ACTIVITY:
Beneath this line are the data; copy exactly the part of them that opens with the line containing "brackets, matches and progress" and closes with the line containing "BracketResult<(Bracket, Vec<Match>, TournamentProgress)>;", and only that part.

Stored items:
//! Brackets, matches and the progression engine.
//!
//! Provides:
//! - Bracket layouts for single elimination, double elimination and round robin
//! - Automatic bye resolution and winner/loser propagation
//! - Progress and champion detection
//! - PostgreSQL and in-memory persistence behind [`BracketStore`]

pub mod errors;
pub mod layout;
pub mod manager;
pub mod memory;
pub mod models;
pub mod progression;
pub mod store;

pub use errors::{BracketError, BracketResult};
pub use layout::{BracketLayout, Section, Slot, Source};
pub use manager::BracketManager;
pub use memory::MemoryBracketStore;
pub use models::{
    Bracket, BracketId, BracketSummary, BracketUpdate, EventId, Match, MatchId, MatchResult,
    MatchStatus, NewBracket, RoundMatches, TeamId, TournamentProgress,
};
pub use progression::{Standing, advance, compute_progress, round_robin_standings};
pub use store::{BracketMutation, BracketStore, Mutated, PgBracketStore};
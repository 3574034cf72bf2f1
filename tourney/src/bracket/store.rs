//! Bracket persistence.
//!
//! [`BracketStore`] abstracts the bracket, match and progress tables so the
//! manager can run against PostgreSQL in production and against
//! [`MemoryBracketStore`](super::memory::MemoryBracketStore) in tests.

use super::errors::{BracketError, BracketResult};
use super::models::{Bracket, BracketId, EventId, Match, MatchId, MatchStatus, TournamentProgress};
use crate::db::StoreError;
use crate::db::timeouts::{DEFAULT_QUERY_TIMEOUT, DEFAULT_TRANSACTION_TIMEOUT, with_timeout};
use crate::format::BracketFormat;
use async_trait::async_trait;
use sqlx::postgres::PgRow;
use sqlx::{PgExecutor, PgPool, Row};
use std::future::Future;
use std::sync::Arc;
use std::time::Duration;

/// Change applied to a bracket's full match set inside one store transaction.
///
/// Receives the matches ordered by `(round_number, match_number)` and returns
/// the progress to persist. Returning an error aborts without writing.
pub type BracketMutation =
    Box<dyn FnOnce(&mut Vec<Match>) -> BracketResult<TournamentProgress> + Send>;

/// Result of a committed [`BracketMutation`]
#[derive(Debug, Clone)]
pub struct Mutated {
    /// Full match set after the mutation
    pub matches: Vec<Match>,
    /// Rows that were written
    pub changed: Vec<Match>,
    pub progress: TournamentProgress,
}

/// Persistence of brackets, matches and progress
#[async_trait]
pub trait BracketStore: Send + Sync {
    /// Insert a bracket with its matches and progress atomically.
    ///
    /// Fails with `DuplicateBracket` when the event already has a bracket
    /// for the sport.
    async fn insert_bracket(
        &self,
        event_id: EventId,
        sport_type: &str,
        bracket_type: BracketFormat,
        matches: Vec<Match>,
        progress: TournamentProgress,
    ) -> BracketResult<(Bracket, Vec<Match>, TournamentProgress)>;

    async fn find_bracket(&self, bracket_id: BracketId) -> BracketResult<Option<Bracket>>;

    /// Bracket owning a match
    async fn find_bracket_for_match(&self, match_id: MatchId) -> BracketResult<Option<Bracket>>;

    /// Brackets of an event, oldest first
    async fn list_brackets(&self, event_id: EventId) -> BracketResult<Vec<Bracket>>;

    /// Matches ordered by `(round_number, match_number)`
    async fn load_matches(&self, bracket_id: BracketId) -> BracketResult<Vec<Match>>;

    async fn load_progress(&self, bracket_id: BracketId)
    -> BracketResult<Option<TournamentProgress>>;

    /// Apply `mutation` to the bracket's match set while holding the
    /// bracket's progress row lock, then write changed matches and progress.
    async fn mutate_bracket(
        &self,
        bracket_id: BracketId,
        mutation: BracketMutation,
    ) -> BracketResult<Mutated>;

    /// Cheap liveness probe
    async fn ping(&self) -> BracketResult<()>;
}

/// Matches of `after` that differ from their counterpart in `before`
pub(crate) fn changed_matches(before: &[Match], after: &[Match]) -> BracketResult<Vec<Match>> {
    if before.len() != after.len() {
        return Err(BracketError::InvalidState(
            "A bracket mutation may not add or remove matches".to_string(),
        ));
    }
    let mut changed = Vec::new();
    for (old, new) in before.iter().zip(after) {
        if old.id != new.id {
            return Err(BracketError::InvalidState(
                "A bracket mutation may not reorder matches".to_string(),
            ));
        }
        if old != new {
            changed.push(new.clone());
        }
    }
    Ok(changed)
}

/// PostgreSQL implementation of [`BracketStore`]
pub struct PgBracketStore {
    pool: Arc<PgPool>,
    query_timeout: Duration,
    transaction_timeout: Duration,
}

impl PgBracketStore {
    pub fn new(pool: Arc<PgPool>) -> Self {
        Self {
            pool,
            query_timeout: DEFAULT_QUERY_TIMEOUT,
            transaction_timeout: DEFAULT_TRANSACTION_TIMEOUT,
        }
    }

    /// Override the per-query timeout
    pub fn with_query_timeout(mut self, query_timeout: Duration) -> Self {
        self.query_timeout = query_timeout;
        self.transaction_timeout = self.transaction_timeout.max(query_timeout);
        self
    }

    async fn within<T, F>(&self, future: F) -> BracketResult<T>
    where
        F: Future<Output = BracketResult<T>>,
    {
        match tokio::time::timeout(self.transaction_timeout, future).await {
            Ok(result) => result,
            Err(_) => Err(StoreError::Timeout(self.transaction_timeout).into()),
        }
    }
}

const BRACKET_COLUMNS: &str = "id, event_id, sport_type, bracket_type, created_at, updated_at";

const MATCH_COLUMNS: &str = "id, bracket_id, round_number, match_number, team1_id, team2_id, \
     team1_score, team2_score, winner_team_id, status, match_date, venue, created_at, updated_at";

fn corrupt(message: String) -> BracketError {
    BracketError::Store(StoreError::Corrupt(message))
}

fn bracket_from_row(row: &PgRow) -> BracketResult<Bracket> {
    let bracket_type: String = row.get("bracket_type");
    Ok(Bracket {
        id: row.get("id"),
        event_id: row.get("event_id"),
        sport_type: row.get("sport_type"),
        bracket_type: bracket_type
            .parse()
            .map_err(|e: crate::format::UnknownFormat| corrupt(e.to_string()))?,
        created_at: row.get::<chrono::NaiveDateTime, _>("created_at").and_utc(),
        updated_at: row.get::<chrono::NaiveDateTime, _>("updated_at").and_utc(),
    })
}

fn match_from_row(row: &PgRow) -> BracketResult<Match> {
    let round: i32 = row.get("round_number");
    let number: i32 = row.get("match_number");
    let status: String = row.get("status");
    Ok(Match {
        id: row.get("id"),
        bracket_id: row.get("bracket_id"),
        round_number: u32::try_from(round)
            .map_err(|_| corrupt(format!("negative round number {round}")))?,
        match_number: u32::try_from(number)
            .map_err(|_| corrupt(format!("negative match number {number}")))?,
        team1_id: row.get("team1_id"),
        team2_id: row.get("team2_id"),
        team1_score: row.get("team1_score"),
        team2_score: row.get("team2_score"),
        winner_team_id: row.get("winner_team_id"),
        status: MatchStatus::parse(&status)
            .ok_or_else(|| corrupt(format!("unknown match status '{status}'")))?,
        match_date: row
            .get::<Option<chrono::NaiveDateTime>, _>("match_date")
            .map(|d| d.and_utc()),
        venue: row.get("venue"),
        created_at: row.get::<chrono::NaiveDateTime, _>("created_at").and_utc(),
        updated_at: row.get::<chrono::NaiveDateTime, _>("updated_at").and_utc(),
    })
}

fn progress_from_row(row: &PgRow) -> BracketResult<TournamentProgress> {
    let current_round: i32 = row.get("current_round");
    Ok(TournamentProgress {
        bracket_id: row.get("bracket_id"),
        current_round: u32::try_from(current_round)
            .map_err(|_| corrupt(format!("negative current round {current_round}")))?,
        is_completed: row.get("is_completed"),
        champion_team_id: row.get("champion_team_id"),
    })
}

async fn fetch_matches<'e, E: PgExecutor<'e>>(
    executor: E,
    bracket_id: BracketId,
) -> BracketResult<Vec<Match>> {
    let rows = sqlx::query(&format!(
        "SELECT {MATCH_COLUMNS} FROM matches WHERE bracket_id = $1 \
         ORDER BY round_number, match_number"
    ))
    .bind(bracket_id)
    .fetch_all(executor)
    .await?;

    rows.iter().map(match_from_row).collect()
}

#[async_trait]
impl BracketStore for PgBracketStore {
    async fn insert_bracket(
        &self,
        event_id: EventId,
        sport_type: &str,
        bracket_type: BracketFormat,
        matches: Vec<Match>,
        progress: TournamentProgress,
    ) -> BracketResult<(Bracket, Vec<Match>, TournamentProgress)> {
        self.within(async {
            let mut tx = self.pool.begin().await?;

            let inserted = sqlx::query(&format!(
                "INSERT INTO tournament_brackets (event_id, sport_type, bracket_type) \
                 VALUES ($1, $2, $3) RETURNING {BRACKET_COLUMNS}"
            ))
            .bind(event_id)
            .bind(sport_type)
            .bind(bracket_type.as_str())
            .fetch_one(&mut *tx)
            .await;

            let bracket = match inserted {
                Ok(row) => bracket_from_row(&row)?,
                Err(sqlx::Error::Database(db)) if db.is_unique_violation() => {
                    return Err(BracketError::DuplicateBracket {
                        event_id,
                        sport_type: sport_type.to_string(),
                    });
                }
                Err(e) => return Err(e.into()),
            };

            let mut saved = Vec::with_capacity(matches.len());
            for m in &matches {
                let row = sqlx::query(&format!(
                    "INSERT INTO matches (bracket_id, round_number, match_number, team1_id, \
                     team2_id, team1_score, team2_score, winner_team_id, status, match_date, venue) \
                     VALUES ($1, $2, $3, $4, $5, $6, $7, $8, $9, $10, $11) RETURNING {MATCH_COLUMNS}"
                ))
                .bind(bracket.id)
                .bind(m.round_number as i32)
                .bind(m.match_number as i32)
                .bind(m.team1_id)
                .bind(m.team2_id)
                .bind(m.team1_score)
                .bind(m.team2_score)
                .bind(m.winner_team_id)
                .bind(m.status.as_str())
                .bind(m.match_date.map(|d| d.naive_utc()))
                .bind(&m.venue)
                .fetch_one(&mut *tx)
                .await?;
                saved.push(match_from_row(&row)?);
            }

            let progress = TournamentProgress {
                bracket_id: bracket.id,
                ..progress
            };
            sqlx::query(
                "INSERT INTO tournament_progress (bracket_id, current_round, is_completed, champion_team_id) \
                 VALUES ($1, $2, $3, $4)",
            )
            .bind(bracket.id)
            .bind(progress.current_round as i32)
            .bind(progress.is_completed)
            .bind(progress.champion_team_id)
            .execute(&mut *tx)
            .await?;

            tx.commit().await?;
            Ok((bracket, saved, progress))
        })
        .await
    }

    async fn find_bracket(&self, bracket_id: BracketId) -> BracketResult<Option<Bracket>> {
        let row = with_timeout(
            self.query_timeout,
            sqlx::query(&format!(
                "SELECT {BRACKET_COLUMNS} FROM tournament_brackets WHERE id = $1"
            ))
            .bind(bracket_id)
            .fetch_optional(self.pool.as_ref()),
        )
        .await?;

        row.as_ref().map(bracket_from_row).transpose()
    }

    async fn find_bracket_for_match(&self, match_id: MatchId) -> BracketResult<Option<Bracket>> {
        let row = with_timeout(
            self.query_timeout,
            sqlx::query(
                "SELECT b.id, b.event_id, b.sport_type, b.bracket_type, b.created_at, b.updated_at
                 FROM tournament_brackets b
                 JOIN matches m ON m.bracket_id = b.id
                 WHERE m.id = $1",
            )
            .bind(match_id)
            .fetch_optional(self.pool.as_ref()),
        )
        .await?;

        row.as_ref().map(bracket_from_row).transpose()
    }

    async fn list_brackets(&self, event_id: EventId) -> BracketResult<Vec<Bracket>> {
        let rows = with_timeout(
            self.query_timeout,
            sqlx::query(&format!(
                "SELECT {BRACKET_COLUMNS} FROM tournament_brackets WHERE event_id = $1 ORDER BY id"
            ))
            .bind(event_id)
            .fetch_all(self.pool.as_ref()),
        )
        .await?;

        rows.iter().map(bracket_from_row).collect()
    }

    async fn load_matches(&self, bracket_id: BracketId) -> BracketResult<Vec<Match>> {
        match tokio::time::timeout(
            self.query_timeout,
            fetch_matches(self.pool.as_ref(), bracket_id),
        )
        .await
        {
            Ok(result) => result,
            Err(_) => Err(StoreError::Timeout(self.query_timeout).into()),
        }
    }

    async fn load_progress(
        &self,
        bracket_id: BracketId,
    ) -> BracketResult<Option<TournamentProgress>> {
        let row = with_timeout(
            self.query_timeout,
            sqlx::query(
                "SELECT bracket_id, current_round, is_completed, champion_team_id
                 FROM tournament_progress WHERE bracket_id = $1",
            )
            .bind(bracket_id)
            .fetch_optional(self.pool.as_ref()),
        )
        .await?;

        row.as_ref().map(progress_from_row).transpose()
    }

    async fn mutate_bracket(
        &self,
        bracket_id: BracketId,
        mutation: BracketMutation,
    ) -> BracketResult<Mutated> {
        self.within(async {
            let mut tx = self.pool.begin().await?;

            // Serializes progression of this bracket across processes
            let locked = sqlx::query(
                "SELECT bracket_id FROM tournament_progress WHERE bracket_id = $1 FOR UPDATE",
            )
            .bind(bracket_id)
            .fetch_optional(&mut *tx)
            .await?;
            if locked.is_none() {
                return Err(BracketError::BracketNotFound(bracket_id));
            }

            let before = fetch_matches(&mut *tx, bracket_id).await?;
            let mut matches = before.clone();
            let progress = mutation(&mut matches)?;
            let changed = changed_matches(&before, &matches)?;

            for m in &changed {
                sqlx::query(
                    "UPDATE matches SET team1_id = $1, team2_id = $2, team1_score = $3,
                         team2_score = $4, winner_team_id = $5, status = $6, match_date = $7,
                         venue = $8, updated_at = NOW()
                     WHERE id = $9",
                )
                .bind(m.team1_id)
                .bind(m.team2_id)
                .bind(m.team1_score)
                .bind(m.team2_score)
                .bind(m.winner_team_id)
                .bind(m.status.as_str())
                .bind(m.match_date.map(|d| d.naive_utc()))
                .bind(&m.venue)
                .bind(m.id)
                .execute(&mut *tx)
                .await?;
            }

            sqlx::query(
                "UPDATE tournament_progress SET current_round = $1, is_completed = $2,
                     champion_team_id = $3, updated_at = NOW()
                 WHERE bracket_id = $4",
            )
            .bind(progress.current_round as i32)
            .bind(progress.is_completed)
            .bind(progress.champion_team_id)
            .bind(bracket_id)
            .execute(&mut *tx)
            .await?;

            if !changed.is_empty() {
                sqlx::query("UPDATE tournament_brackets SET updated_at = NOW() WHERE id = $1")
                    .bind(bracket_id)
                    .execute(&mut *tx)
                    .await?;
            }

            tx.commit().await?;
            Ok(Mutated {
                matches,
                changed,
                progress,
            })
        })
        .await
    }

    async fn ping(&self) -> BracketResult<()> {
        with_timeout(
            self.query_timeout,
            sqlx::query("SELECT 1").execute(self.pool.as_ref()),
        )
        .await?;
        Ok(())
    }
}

OUTPUT OF THE EXERCISE:
/// Persistence of brackets, matches and progress
#[async_trait]
pub trait BracketStore: Send + Sync {
    /// Insert a bracket with its matches and progress atomically.
    ///
    /// Fails with `DuplicateBracket` when the event already has a bracket
    /// for the sport.
    async fn insert_bracket(
        &self,
        event_id: EventId,
        sport_type: &str,
        bracket_type: BracketFormat,
        matches: Vec<Match>,
        progress: TournamentProgress,
    ) -> BracketResult<(Bracket, Vec<Match>, TournamentProgress)>;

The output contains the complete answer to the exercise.